TASK GOAL
Count, in the entries below, the lines in which "data" occurs. Give the number, nothing more.

INPUT
=== Begin Enclosure ===

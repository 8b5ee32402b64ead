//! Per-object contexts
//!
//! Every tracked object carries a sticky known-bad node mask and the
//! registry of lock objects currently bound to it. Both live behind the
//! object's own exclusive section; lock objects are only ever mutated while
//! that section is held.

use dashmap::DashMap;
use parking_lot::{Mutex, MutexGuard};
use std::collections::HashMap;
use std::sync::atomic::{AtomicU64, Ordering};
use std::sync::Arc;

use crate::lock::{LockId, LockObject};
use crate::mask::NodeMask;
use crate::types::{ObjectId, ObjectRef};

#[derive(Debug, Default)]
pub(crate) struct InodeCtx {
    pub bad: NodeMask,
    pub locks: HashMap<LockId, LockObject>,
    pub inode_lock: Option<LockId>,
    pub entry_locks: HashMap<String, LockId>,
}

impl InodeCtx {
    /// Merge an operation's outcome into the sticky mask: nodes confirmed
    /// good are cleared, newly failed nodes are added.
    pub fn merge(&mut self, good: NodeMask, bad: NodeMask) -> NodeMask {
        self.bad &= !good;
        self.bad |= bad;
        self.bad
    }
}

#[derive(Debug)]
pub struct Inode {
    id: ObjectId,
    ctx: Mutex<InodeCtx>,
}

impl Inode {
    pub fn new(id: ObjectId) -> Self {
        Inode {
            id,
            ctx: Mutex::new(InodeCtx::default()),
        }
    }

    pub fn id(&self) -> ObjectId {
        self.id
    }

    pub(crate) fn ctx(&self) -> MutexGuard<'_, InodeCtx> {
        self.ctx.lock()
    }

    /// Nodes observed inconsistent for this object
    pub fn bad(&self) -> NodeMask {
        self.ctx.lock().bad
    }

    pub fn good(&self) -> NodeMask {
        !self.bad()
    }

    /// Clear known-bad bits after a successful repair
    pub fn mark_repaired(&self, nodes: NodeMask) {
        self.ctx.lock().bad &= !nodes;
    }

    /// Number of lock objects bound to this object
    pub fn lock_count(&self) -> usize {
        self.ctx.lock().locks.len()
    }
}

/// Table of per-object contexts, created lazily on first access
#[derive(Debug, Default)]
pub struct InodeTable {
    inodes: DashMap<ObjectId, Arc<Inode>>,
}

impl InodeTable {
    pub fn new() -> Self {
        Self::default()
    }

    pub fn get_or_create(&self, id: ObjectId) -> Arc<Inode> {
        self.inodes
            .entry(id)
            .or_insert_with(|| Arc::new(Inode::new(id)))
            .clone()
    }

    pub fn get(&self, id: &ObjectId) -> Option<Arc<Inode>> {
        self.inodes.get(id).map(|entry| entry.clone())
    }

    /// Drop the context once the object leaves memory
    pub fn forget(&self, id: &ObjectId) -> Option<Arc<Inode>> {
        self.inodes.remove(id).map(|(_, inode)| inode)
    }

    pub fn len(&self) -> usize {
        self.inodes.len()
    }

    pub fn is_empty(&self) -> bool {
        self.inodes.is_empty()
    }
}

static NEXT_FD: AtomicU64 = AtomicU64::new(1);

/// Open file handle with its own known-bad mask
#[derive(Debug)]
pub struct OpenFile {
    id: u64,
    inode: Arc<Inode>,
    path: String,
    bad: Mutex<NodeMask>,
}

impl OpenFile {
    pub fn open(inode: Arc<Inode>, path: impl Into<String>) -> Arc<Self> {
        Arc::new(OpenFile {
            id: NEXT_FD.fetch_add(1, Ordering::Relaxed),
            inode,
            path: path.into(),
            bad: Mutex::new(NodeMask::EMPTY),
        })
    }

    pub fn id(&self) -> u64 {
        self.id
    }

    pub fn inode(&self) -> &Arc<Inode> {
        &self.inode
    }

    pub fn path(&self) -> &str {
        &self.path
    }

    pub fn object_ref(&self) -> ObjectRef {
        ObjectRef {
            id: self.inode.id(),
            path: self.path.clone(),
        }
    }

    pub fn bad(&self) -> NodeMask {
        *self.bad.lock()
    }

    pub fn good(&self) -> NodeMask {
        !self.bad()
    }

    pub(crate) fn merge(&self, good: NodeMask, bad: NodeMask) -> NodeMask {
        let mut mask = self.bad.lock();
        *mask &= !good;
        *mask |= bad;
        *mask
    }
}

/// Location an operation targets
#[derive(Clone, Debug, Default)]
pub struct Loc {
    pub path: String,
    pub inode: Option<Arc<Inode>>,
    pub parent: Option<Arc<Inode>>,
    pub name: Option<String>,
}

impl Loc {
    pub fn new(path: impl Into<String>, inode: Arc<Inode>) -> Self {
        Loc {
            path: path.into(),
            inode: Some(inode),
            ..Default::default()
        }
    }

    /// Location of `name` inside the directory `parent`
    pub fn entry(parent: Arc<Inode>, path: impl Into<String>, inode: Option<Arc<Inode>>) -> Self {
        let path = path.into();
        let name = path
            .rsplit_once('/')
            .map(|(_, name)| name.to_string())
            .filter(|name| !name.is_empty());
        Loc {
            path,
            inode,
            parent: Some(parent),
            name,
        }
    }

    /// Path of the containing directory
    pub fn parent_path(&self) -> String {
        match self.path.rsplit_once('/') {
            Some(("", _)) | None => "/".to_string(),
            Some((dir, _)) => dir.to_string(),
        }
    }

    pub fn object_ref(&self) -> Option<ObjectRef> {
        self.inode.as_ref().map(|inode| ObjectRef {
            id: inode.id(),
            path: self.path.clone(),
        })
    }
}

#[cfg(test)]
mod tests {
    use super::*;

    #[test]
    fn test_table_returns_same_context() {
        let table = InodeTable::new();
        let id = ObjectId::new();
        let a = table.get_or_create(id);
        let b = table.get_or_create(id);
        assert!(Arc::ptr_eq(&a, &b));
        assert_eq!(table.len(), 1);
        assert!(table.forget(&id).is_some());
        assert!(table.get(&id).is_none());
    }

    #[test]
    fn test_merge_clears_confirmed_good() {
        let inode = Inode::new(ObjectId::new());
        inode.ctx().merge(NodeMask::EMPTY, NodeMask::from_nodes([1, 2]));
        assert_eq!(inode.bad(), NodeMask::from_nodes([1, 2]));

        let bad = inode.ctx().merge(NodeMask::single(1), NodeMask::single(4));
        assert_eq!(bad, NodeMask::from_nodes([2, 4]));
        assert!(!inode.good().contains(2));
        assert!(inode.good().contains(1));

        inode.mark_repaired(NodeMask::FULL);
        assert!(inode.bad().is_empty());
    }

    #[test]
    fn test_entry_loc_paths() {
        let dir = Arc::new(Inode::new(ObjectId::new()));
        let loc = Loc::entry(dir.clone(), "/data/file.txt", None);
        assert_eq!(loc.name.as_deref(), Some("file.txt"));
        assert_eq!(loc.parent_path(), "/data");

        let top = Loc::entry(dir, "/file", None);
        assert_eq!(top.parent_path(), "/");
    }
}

=== End Enclosure ===

SOLUTION
2